- Opening Delimiter -

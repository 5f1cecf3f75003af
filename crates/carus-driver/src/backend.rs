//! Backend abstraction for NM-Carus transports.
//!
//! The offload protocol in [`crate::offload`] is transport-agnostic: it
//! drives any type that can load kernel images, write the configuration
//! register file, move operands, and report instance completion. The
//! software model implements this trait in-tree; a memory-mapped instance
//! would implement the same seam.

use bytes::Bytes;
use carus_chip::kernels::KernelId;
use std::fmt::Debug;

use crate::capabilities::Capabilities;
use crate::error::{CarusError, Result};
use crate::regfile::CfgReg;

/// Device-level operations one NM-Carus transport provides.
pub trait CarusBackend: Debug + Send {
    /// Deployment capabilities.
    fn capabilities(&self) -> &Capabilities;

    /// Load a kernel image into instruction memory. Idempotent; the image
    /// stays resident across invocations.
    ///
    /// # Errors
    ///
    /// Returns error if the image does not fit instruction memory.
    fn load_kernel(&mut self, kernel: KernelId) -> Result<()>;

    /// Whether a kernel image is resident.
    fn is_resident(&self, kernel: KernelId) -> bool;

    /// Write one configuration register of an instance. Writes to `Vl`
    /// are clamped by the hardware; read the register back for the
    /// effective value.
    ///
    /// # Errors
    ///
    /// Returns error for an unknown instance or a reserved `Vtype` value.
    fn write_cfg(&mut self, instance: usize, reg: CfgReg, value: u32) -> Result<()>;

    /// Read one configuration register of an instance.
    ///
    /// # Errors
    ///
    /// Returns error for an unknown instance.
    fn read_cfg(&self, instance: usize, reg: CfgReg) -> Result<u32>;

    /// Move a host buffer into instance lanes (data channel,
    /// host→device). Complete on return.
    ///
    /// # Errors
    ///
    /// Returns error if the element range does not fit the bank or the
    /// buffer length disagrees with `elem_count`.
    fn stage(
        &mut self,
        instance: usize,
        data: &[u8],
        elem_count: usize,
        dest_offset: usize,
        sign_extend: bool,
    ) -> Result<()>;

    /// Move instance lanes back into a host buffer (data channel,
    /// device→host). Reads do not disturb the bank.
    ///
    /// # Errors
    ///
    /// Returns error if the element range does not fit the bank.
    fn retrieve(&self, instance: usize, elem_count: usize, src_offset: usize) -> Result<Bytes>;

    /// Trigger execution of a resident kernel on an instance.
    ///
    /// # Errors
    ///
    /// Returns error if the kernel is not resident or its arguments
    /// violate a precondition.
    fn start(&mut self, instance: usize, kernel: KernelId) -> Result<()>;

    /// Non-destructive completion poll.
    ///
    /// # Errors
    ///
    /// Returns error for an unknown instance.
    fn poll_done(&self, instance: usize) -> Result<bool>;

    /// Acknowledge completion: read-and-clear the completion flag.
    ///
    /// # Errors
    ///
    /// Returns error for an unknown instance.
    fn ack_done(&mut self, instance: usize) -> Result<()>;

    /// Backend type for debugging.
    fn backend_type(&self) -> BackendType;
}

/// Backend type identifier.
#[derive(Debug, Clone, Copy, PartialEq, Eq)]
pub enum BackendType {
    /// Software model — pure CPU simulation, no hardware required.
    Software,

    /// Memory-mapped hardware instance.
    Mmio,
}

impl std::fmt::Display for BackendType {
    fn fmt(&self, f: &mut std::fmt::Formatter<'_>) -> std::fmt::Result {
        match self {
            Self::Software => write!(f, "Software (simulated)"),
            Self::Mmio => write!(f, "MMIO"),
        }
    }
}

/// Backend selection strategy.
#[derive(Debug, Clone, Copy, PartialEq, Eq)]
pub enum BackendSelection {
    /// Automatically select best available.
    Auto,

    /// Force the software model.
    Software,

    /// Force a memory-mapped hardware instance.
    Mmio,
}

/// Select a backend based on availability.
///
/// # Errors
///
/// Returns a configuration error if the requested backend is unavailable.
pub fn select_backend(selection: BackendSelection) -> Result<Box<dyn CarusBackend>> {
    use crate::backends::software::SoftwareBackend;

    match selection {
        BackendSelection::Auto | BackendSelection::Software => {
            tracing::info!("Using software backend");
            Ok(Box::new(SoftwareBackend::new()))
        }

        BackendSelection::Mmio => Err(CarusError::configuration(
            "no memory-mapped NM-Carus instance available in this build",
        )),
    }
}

- Closing Delimiter -

WHAT YOU SHOULD DO — If a line of the records includes the string "lanes", copy it out.

RESPONSE BOX —
    /// Move a host buffer into instance lanes (data channel,
    /// Move instance lanes back into a host buffer (data channel,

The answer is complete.